WHAT IS BEING ASKED:
Please copy exactly the lines that run from the start of the entries to the line containing "- init scripts", inclusive.

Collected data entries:
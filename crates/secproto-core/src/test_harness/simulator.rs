//! Simulated fleet
//!
//! In-memory hosts that implement every collaborator trait by interpreting
//! the exact shell commands the strategies issue:
//! - advanced settings (`esxcli system settings advanced list/set`)
//! - config files (`grep`, `awk` insert, `sed` delete/substitute, `cat | grep`, `echo >>`)
//! - init scripts (`restart`, `start`, `stop`, `status`)
//! - handshake probes, derived from the configuration a process loaded at
//!   its last (re)start
//!
//! Faults are injected per host through [`SimulatedHostSpec`].

use crate::error::{ChannelError, ReconfigError};
use crate::host::{Credentials, HostRef, HostTarget};
use crate::remote::{
    Backends, ChannelConnector, CommandChannel, CommandOutput, Inventory, InventorySession,
    ProcessState, ProtocolProbe, ServiceManager,
};
use crate::strategy::config_file::{ssl_options_entry, RHTTPPROXY_CONFIG, SFCB_CONFIG};
use crate::version_gate::VERSION_COMMAND;
use async_trait::async_trait;
use indexmap::IndexMap;
use parking_lot::Mutex;
use serde::{Deserialize, Serialize};
use std::collections::{BTreeMap, BTreeSet};
use std::path::Path;
use std::sync::atomic::{AtomicBool, Ordering};
use std::sync::Arc;
use std::time::Duration;

const RHTTPPROXY: &str = "/etc/init.d/rhttpproxy";
const HOSTD: &str = "/etc/init.d/hostd";
const SFCBD_WATCHDOG: &str = "/etc/init.d/sfcbd-watchdog";
const VSANVPD: &str = "/etc/init.d/vsanvpd";

const AUTH_SETTINGS: [&str; 3] = [
    "/UserVars/VMAuthdDisabledProtocols",
    "/UserVars/VMAuthdDisabledProtocols51",
    "/UserVars/VMAuthdDisabledProtocols50",
];
const PROXY_SETTING_51: &str = "/UserVars/ESXiRhttpproxyDisabledProtocols51";
const HOSTD_SETTING_50: &str = "/UserVars/ESXiHostdDisabledProtocols";
const VP_SETTING: &str = "/UserVars/ESXiVPsDisabledProtocols";

const DEFAULT_INVENTORY_ENDPOINT: &str = "vcenter.local";

/// Probe labels pinned for a port at start-up
#[derive(Debug, Clone, PartialEq, Eq, Serialize, Deserialize)]
pub struct ProbeOverride {
    pub port: u16,
    pub labels: Vec<String>,
}

fn default_user() -> String {
    "root".to_string()
}

fn default_release() -> String {
    "5.5.0".to_string()
}

const fn default_update() -> u32 {
    3
}

const fn default_build() -> u32 {
    3_248_547
}

const fn default_true() -> bool {
    true
}

/// One simulated host
#[derive(Debug, Clone, PartialEq, Eq, Serialize, Deserialize)]
pub struct SimulatedHostSpec {
    pub name: String,
    #[serde(default)]
    pub address: Option<String>,
    #[serde(default = "default_user")]
    pub user: String,
    #[serde(default)]
    pub password: String,
    #[serde(default)]
    pub standalone: bool,

    #[serde(default = "default_release")]
    pub release: String,
    #[serde(default = "default_update")]
    pub update: u32,
    #[serde(default = "default_build")]
    pub build: u32,

    /// Initial state of every service
    #[serde(default)]
    pub legacy_enabled: bool,
    #[serde(default = "default_true")]
    pub remote_access_running: bool,
    #[serde(default)]
    pub unreachable: bool,
    #[serde(default = "default_true")]
    pub in_inventory: bool,

    /// Commands containing any of these fragments fail
    #[serde(default)]
    pub failing_commands: Vec<String>,
    #[serde(default)]
    pub probe_overrides: Vec<ProbeOverride>,
    /// Ports whose live protocols never change after a restart
    #[serde(default)]
    pub stale_ports: Vec<u16>,
    /// Copies onto a `.bkup` file are refused
    #[serde(default)]
    pub backup_denied: bool,
    /// Copies from a `.bkup` file are refused
    #[serde(default)]
    pub restore_copy_denied: bool,
    #[serde(default = "default_true")]
    pub storage_vp_running: bool,
    #[serde(default = "default_true")]
    pub storage_vp_startable: bool,
}

impl SimulatedHostSpec {
    /// Supported baseline host with the legacy protocol disabled everywhere
    #[must_use]
    pub fn baseline(name: impl Into<String>) -> Self {
        Self {
            name: name.into(),
            address: None,
            user: default_user(),
            password: String::new(),
            standalone: false,
            release: default_release(),
            update: default_update(),
            build: default_build(),
            legacy_enabled: false,
            remote_access_running: true,
            unreachable: false,
            in_inventory: true,
            failing_commands: Vec::new(),
            probe_overrides: Vec::new(),
            stale_ports: Vec::new(),
            backup_denied: false,
            restore_copy_denied: false,
            storage_vp_running: true,
            storage_vp_startable: true,
        }
    }

    /// Supported 5.1 host
    #[must_use]
    pub fn legacy_a(name: impl Into<String>) -> Self {
        Self::baseline(name).with_version("5.1.0", 3, 3_872_664)
    }

    /// Supported 5.0 host
    #[must_use]
    pub fn legacy_b(name: impl Into<String>) -> Self {
        Self::baseline(name).with_version("5.0.0", 3, 3_982_828)
    }

    #[must_use]
    pub fn with_version(mut self, release: impl Into<String>, update: u32, build: u32) -> Self {
        self.release = release.into();
        self.update = update;
        self.build = build;
        self
    }

    #[must_use]
    pub fn with_address(mut self, address: impl Into<String>) -> Self {
        self.address = Some(address.into());
        self
    }

    #[must_use]
    pub fn with_password(mut self, password: impl Into<String>) -> Self {
        self.password = password.into();
        self
    }

    #[must_use]
    pub fn standalone(mut self) -> Self {
        self.standalone = true;
        self
    }

    #[must_use]
    pub fn with_legacy_enabled(mut self) -> Self {
        self.legacy_enabled = true;
        self
    }

    #[must_use]
    pub fn with_remote_access_stopped(mut self) -> Self {
        self.remote_access_running = false;
        self
    }

    #[must_use]
    pub fn unreachable(mut self) -> Self {
        self.unreachable = true;
        self
    }

    #[must_use]
    pub fn not_in_inventory(mut self) -> Self {
        self.in_inventory = false;
        self
    }

    #[must_use]
    pub fn with_failing_command(mut self, fragment: impl Into<String>) -> Self {
        self.failing_commands.push(fragment.into());
        self
    }

    #[must_use]
    pub fn with_probe_override(mut self, port: u16, labels: &[&str]) -> Self {
        self.probe_overrides.push(ProbeOverride {
            port,
            labels: labels.iter().map(ToString::to_string).collect(),
        });
        self
    }

    #[must_use]
    pub fn with_stale_port(mut self, port: u16) -> Self {
        self.stale_ports.push(port);
        self
    }

    #[must_use]
    pub fn with_backup_denied(mut self) -> Self {
        self.backup_denied = true;
        self
    }

    #[must_use]
    pub fn with_restore_copy_denied(mut self) -> Self {
        self.restore_copy_denied = true;
        self
    }

    #[must_use]
    pub fn with_storage_vp_stopped(mut self, startable: bool) -> Self {
        self.storage_vp_running = false;
        self.storage_vp_startable = startable;
        self
    }

    /// Address, defaulting to the name
    #[must_use]
    pub fn address(&self) -> &str {
        self.address.as_deref().unwrap_or(&self.name)
    }

    /// Operator-side target for this host
    #[must_use]
    pub fn target(&self) -> HostTarget {
        let target = HostTarget::new(
            self.name.clone(),
            Credentials::new(self.user.clone(), self.password.clone()),
        )
        .with_address(self.address());
        if self.standalone {
            target.standalone()
        } else {
            target
        }
    }
}

/// Simulated fleet definition
#[derive(Debug, Clone, Default, PartialEq, Eq, Serialize, Deserialize)]
pub struct FleetSpec {
    /// Resolve hosts through the simulated inventory at this endpoint
    #[serde(default)]
    pub inventory_endpoint: Option<String>,
    #[serde(default)]
    pub hosts: Vec<SimulatedHostSpec>,
}

impl FleetSpec {
    #[must_use]
    pub fn new(hosts: Vec<SimulatedHostSpec>) -> Self {
        Self {
            inventory_endpoint: None,
            hosts,
        }
    }

    #[must_use]
    pub fn with_inventory(mut self, endpoint: impl Into<String>) -> Self {
        self.inventory_endpoint = Some(endpoint.into());
        self
    }

    /// Parse TOML
    ///
    /// # Errors
    /// `Config` on invalid TOML or duplicate host names
    pub fn from_toml_str(content: &str) -> Result<Self, ReconfigError> {
        let spec: Self = toml::from_str(content)
            .map_err(|e| ReconfigError::Config(format!("invalid fleet TOML: {e}")))?;
        let mut seen = BTreeSet::new();
        for host in &spec.hosts {
            if !seen.insert(host.name.as_str()) {
                return Err(ReconfigError::Config(format!(
                    "duplicate host `{}` in fleet",
                    host.name
                )));
            }
        }
        Ok(spec)
    }

    /// Load from a TOML file
    ///
    /// # Errors
    /// `Config` if the file cannot be read or parsed
    pub fn from_file(path: &Path) -> Result<Self, ReconfigError> {
        let content = std::fs::read_to_string(path).map_err(|e| {
            ReconfigError::Config(format!("failed to read {}: {e}", path.display()))
        })?;
        Self::from_toml_str(&content)
    }

    /// Targets in declaration order
    #[must_use]
    pub fn targets(&self) -> Vec<HostTarget> {
        self.hosts.iter().map(SimulatedHostSpec::target).collect()
    }
}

YOUR SOLUTION:
filename crates/secproto-core/src/test_harness/simulator.rs
//! Simulated fleet
//!
//! In-memory hosts that implement every collaborator trait by interpreting
//! the exact shell commands the strategies issue:
//! - advanced settings (`esxcli system settings advanced list/set`)
//! - config files (`grep`, `awk` insert, `sed` delete/substitute, `cat | grep`, `echo >>`)
//! - init scripts (`restart`, `start`, `stop`, `status`)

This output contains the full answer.